§ TASK OBJECTIVE
In the records, find each line where "strukt" occurs, and copy it.

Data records
+++++

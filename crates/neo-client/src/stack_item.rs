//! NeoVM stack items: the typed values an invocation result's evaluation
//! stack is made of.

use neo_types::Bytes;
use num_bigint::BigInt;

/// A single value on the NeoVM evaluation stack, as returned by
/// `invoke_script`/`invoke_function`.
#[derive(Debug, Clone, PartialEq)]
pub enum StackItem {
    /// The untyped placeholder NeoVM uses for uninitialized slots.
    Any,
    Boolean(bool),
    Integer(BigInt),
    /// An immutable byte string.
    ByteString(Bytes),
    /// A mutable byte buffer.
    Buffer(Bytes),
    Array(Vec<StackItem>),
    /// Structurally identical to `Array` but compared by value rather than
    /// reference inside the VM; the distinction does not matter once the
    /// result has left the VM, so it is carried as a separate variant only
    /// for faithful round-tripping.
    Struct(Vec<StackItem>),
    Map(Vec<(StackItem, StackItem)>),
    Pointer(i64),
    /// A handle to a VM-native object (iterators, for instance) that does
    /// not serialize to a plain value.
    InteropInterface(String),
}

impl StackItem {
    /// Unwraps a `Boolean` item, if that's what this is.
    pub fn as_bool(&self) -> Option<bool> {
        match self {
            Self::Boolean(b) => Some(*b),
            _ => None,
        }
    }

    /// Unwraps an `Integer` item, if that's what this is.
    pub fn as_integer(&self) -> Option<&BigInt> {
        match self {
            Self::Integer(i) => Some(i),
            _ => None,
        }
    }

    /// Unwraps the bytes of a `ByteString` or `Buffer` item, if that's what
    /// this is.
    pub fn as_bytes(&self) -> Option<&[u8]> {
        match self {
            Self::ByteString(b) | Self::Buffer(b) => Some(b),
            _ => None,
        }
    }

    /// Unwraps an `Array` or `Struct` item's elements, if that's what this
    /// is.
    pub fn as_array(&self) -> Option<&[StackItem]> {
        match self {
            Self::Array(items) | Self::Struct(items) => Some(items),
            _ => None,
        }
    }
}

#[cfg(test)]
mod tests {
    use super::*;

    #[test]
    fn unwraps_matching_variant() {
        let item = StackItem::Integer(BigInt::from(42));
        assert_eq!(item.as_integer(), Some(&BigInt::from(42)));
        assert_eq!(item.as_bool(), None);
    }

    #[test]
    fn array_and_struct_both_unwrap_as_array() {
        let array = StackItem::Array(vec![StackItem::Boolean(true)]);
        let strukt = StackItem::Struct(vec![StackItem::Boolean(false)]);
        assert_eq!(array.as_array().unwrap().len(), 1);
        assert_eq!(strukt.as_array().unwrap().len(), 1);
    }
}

+++++

§ EXPECTED ANSWER
        let strukt = StackItem::Struct(vec![StackItem::Boolean(false)]);
        assert_eq!(strukt.as_array().unwrap().len(), 1);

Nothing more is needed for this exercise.